The photos are the result of three week-long study trips to two cities, Polish Słubice and German Frankfurt Oder, separated by the Oder River and connected by a bridge.
During my stay, I analyzed the phenomenon of emptiness, which is the result of a transition between one identity and another. Elderly people constitute the majority of the inhabitants of both cities. Young people prefer to seek education and work in nearby Berlin. Earlier, I had visited Słubice many times. It was a stopover with cheap accommodation on my way to Berlin. This time, however, I decided to come to Słubice and Frankfurt Oder for longer. As my destination, I chose Słubfurt - a non-existent place, in fact an idea that combines both these cities into one socio-artistic place coordinated by the German-Polish artist Michael Kurzwelly. In consultation with the Słubfurt Association, I planned three trips and each time I had the impression that I arrived at the wrong time. I participated in weekly meetings, learned the details of various initiatives (e.g. the creation of a large free-shop for refugees from Ukraine, manifestations of support for LGBT+ people, legal assistance for refugees from Syria, Cameroon, Guinea, for push-back migrants from Belarus, opposition to ultra-conservative ideas on both the Polish and German side). We talked about the heritage of Nowa America, which has no borders, but functions somewhere on the border of the Oder river. I came to Słubfurt as the capital of a country invented by artists creating a new state on lands that belonged to Germany before 1945 and are now part of Germany and Poland. I came to imaginary country where I was born, the capital from which people fled to other countries and cities. I wanted to take a closer look at this emptiness that has the power to attract people who do not fit into the environment, creative people, quick to take radical changes in life, sensitive, empathetic and ephemeral. People appearing and disappearing.

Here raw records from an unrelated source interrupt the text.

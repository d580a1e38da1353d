//! Direct prompt endpoint

use axum::{extract::State, Json};
use serde::{Deserialize, Serialize};

use crate::error::{AppError, Result};
use crate::state::AppState;

#[derive(Debug, Deserialize)]
pub struct GenerateBody {
    pub prompt: String,
}

#[derive(Debug, Serialize)]
pub struct GenerateResult {
    pub response: String,
}

/// Forward a prompt to the LLM gateway
pub async fn generate(
    State(state): State<AppState>,
    Json(body): Json<GenerateBody>,
) -> Result<Json<GenerateResult>> {
    if body.prompt.trim().is_empty() {
        return Err(AppError::BadRequest("Prompt must not be empty".to_string()));
    }

    let response = state.llm().generate(&body.prompt).await?;
    Ok(Json(GenerateResult { response }))
}
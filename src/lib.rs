//! CV Match Server Library
//!
//! Backend for matching CVs against job announcements with a local LLM.
//!
//! # Modules
//!
//! - `llm`: Ollama gateway (`/api/generate`, single attempt, 120 s timeout)
//! - `extract`: PDF / DOCX / plain-text extraction with OCR fallback for scanned PDFs
//! - `ocr`: Tesseract and Ollama vision OCR providers
//! - `job`: job announcement fetching and the analysis prompt
//! - `routes`: axum HTTP surface

pub mod config;
pub mod error;
pub mod extract;
pub mod html;
pub mod job;
pub mod llm;
pub mod ocr;
pub mod routes;
pub mod state;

In my superficial views I used photographic notations and at the same time I caused this type of emptiness in experimental photography. On modules made of photographic paper, the proportions of which were inspired by the span of the Słubfurt bridge and the dash from Heinrich von Kleist's poetry, I collected light from various places appearing in the stories of people I had met and arranged them into new wholes. The photos were taken, among others, in the Słubfurt parliament, located in a former gymnasium next to a closed school building, and currently a meeting place and activities for artists-activists of various nationalities; st. Marien Kirche, a former Gothic church transformed into a museum of contemporary art, with a preserved one tower and two types of stained glass: colored, depicting the birth of Satan, and colorless, devoid of narration; in the gray-colored streets of Słubice, in places symbolic of the life of the Slubfurt poet Heinrich von Kleist, and in the deserted streets of Frankfurt Oder.
Słubfurt is the name of a city located on both sides of the Oder River, connecting Polish Słubice and German Frankfurt Oder. Nowa Amerika is the name of a country without real borders, functioning, like Słubfurt, as an artistic project of Michael Kurzwely, who animates creative activities with communities, fulfills the mission of art in as an instrument of liberation, introducing equality and cross-border co-operation. Artistic activities inspired by the idea of social sculpture (Joseph Beuys), social constructivism and activism leave lasting and ephemeral traces in the urban tissue and in the consciousness of the inhabitants. Objects such as the municipal coat of arms, flag, parliament, new street names and numerous artistic actions involving the inhabitants of Poland and Germany create a new kind of local identity based on artistic symbols and narratives.